Conventional PID tuning methods may not be sufficient to deal with complex processes of modern industry. For better control, fractional order PIλDµ controller was introduced as the generalization of classical PID controller with the help of non-integer order (fractional order) calculus. The fractional calculus uses integration and differentiation with a fractional order or complex order. The major advantage of fractional derivative is the ability to inherit the nature of the processes. In general, the control loop includes both fractional order process model and fractional order controller. However, the processes to be controlled are usually modeled as integer order models and controlled using fractional order controllers. But if the plant model is obtained as fractional model, it is converted into integer order model by approximating the fractional terms using different approximations proposed in the literature. With all the above mentioned advantages, several fractional order PIλ/PIλDµ tuning rules are proposed in the literature for integer order systems and researchers are still proposing the new rules.
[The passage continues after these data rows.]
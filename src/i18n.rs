//! Locale resolution and UI strings.
//!
//! # Examples
//!
//! ```rust
//! use bilingual_site::i18n::{get_lang_from_url, use_translations};
//!
//! assert_eq!(use_translations(get_lang_from_url("/he/")).t("nav.home"), "בית");
//! ```

pub use bilingual_i18n::*;
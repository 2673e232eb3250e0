use crate::models::{
    default_categories, same_category_name, Category, CategoryError, StorageData, StorageError, DEFAULT_CATEGORY_NAME,
};
use crate::storage::Storage;
use crate::timestamp;

/// Category mutations over a [`Storage`].
///
/// Tasks refer to categories by name, so renames and deletions rewrite the
/// affected tasks in the same save.
pub struct CategoryManager<'a> {
    storage: &'a dyn Storage,
}

impl<'a> CategoryManager<'a> {
    pub fn new(storage: &'a dyn Storage) -> Self {
        Self { storage }
    }

    pub fn list_categories(&self) -> Result<Vec<Category>, StorageError> {
        Ok(self.storage.load()?.categories)
    }

    pub fn find_by_name(&self, name: &str) -> Result<Option<Category>, StorageError> {
        Ok(self
            .storage
            .load()?
            .categories
            .into_iter()
            .find(|c| same_category_name(&c.name, name)))
    }

    pub fn add_category(&mut self, name: &str, color: &str, icon: &str) -> Result<Category, CategoryError> {
        let name = name.trim();
        let category = Category::new(name.to_string(), color.to_string(), icon.to_string())?;
        let mut data = self.storage.load()?;

        if data.categories.iter().any(|c| same_category_name(&c.name, name)) {
            return Err(CategoryError::DuplicateName(name.to_string()));
        }

        data.categories.push(category);
        data.assign_category_ids();
        let category = data.categories[data.categories.len() - 1].clone();
        self.save(&mut data)?;
        log::info!("Added category {} ({})", category.name, category.id);
        Ok(category)
    }

    /// Renames a category and every task filed under it. Returns the number
    /// of tasks moved.
    pub fn rename_category(&mut self, old_name: &str, new_name: &str) -> Result<usize, CategoryError> {
        let new_name = new_name.trim();
        if new_name.is_empty() {
            return Err(CategoryError::EmptyName);
        }

        let mut data = self.storage.load()?;
        let position = data
            .categories
            .iter()
            .position(|c| same_category_name(&c.name, old_name))
            .ok_or_else(|| CategoryError::NotFound(old_name.to_string()))?;

        let current = data.categories[position].name.clone();
        if data
            .categories
            .iter()
            .enumerate()
            .any(|(i, c)| i != position && same_category_name(&c.name, new_name))
        {
            return Err(CategoryError::DuplicateName(new_name.to_string()));
        }

        data.categories[position].name = new_name.to_string();
        let moved = reassign(&mut data, &current, new_name);
        self.save(&mut data)?;
        log::info!("Renamed category {} to {} ({} tasks)", current, new_name, moved);
        Ok(moved)
    }

    /// Deletes a category. Its tasks move to `reassign_to`, or to the
    /// fallback category when none is given. Returns the number of tasks moved.
    pub fn delete_category(&mut self, name: &str, reassign_to: Option<&str>) -> Result<usize, CategoryError> {
        let mut data = self.storage.load()?;
        let position = data
            .categories
            .iter()
            .position(|c| same_category_name(&c.name, name))
            .ok_or_else(|| CategoryError::NotFound(name.to_string()))?;

        let target = match reassign_to {
            Some(target) => data
                .categories
                .iter()
                .enumerate()
                .find(|(i, c)| *i != position && same_category_name(&c.name, target))
                .map(|(_, c)| c.name.clone())
                .ok_or_else(|| CategoryError::NotFound(target.to_string()))?,
            None => DEFAULT_CATEGORY_NAME.to_string(),
        };

        let removed = data.categories.remove(position);
        let moved = reassign(&mut data, &removed.name, &target);
        self.save(&mut data)?;
        log::info!("Deleted category {} ({} tasks moved to {})", removed.name, moved, target);
        Ok(moved)
    }

    /// Restores the built-in categories. Tasks are left as they are.
    pub fn reset_to_defaults(&mut self) -> Result<(), StorageError> {
        let mut data = self.storage.load()?;
        data.categories = default_categories();
        self.save(&mut data)
    }

    fn save(&self, data: &mut StorageData) -> Result<(), StorageError> {
        data.last_sync = timestamp::now();
        self.storage.save(data)
    }
}

fn reassign(data: &mut StorageData, from: &str, to: &str) -> usize {
    let now = timestamp::now();
    let mut moved = 0;
    for task in data.tasks.iter_mut().filter(|t| t.category == from) {
        task.category = to.to_string();
        task.updated_at = now.max(task.created_at);
        moved += 1;
    }
    moved
}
The main aim of this paper is to compare fractional order PI/PID tuning methods based on Integral of Absolute Error (IAE), Total Variation (TV) and Maximum Sensitivity (Ms). The main reason for choosing fractional order PIλ/PIλDµ controllers is their additional degrees of freedom that result in better control performance. These tuning rules were applied on several first order plus time delay processes subjected to step change in setpoint and disturbance.